Now is the winter of our discontent
Made glorious summer by this sun of York;
After 3+ years of a brutal seller's market, buyers are asserting themselves.
The best-known portion of Shakespeare's quote from Richard III is the first line, which is typically interpreted to imply negativity, dread, and woe. In fact, what the Bard is telling us is that better, happier times have arrived.
If you're a home buyer in the Bay Area your winter of discontent may be over. The market continues to present challenges (it always has) but some balance has been restored to the kingdom and buyers are flexing their new-found negotiating leverage.
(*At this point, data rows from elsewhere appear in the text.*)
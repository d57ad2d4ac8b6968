use core::alloc::Layout;
use core::ptr::NonNull;

use hashbrown::HashMap;
use spin::Mutex;

use super::{Global, NodeAllocator};

struct Ledger {
    live: HashMap<usize, Layout>,
    allocations: usize,
    releases: usize,
}

/// An allocator wrapper that keeps a ledger of every live block.
///
/// Releasing a block the ledger does not know about (a double release, or a
/// pointer from another allocator) is logged and dropped instead of being
/// forwarded to the inner allocator. A release with a layout that differs
/// from the allocation is logged and forwarded with the recorded layout.
pub struct TrackingAllocator<A: NodeAllocator = Global> {
    inner: A,
    limit: Option<usize>,
    ledger: Mutex<Ledger>,
}

impl TrackingAllocator<Global> {
    /// Tracks blocks from the platform heap.
    pub fn new() -> Self {
        Self::wrap(Global)
    }
}

impl Default for TrackingAllocator<Global> {
    fn default() -> Self {
        Self::new()
    }
}

impl<A: NodeAllocator> TrackingAllocator<A> {
    /// Tracks blocks from `inner` without a limit.
    pub fn wrap(inner: A) -> Self {
        Self {
            inner,
            limit: None,
            ledger: Mutex::new(Ledger {
                live: HashMap::new(),
                allocations: 0,
                releases: 0,
            }),
        }
    }

    /// Tracks blocks from `inner`, refusing to allocate while `max_live`
    /// blocks are outstanding.
    pub fn with_limit(inner: A, max_live: usize) -> Self {
        let mut tracker = Self::wrap(inner);
        tracker.limit = Some(max_live);
        tracker
    }

    /// Number of blocks handed out and not yet released.
    pub fn live(&self) -> usize {
        self.ledger.lock().live.len()
    }

    /// Total successful allocations.
    pub fn allocations(&self) -> usize {
        self.ledger.lock().allocations
    }

    /// Total accepted releases.
    pub fn releases(&self) -> usize {
        self.ledger.lock().releases
    }

    pub fn inner(&self) -> &A {
        &self.inner
    }
}

// Safety: blocks come from `inner` unchanged and go back to it with the
// layout they were allocated with.
unsafe impl<A: NodeAllocator> NodeAllocator for TrackingAllocator<A> {
    fn allocate(&self, layout: Layout) -> Option<NonNull<u8>> {
        let mut ledger = self.ledger.lock();
        if self.limit.is_some_and(|limit| ledger.live.len() >= limit) {
            log::warn!(
                "[TRACKING] allocate({:?}): limit of {} live blocks reached",
                layout,
                ledger.live.len()
            );
            return None;
        }

        let block = self.inner.allocate(layout)?;
        ledger.live.insert(block.as_ptr() as usize, layout);
        ledger.allocations += 1;
        Some(block)
    }

    unsafe fn release(&self, ptr: NonNull<u8>, layout: Layout) {
        let mut ledger = self.ledger.lock();
        match ledger.live.remove(&(ptr.as_ptr() as usize)) {
            Some(recorded) => {
                if recorded != layout {
                    log::error!(
                        "[TRACKING] release({:p}): layout {:?} does not match allocated {:?}",
                        ptr,
                        layout,
                        recorded
                    );
                }
                ledger.releases += 1;
                unsafe { self.inner.release(ptr, recorded) }
            }
            None => {
                log::error!("[TRACKING] release({:p}): block is not live", ptr);
            }
        }
    }
}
Bay Area real estate has always marched to its own rhythm. It broadly follows national macro trends, but our fast-paced, high-growth industries, attractive geography, lifestyle, and limited housing availability lead to unique local dynamics. For most of the past 30+ years, this has meant a seller's market, varying only in the magnitude of seller power.
Mortgage rates have more than doubled in 2022.
Mortgage rates are high, even in historical context.
Housing prices are softening.
Housing prices have not, and will not crash.
Buyers finally have some negotiating leverage.
Mortgage Rates are High
It is common to hear people (mostly Realtors) say that despite the recent run-up, rates are still historically low. I said it myself when rates were in the mid to high 5s. Now that we’re in the 7s I see it differently. Of course, it depends on your own perspective of history. In January of this year, the benchmark 30-Yr mortgage stood at 3.22%. At October's end, it was 7.38%. That's not just a big increase, it's a fast one! In fact, this has been one of the fastest rate increases in history. Rate moves like this naturally have a major impact on buyer affordability, real and perceived, especially on the heels of the rapid price appreciation of the past few years. Looking at the historic rate chart above, today’s rates still look pretty tame compared to the 1980s. But is that a relevant context when most of today’s buyers were babies or not even born yet? Current rates are the highest we’ve seen in 20 years, and housing prices have climbed way ahead of inflation over that period. So yeah, rates are high.
Home Prices are Falling...
The rapid rate hike has had a two-pronged effect that will both continue to put pressure on housing prices but still provide a support level that will keep prices from spiraling downward.
Many buyers, especially first-time buyers, have seen their purchasing power eroded considerably, or been pushed out of the market altogether. Perhaps more importantly, buyer psychology has pivoted hard, regardless of one’s finances.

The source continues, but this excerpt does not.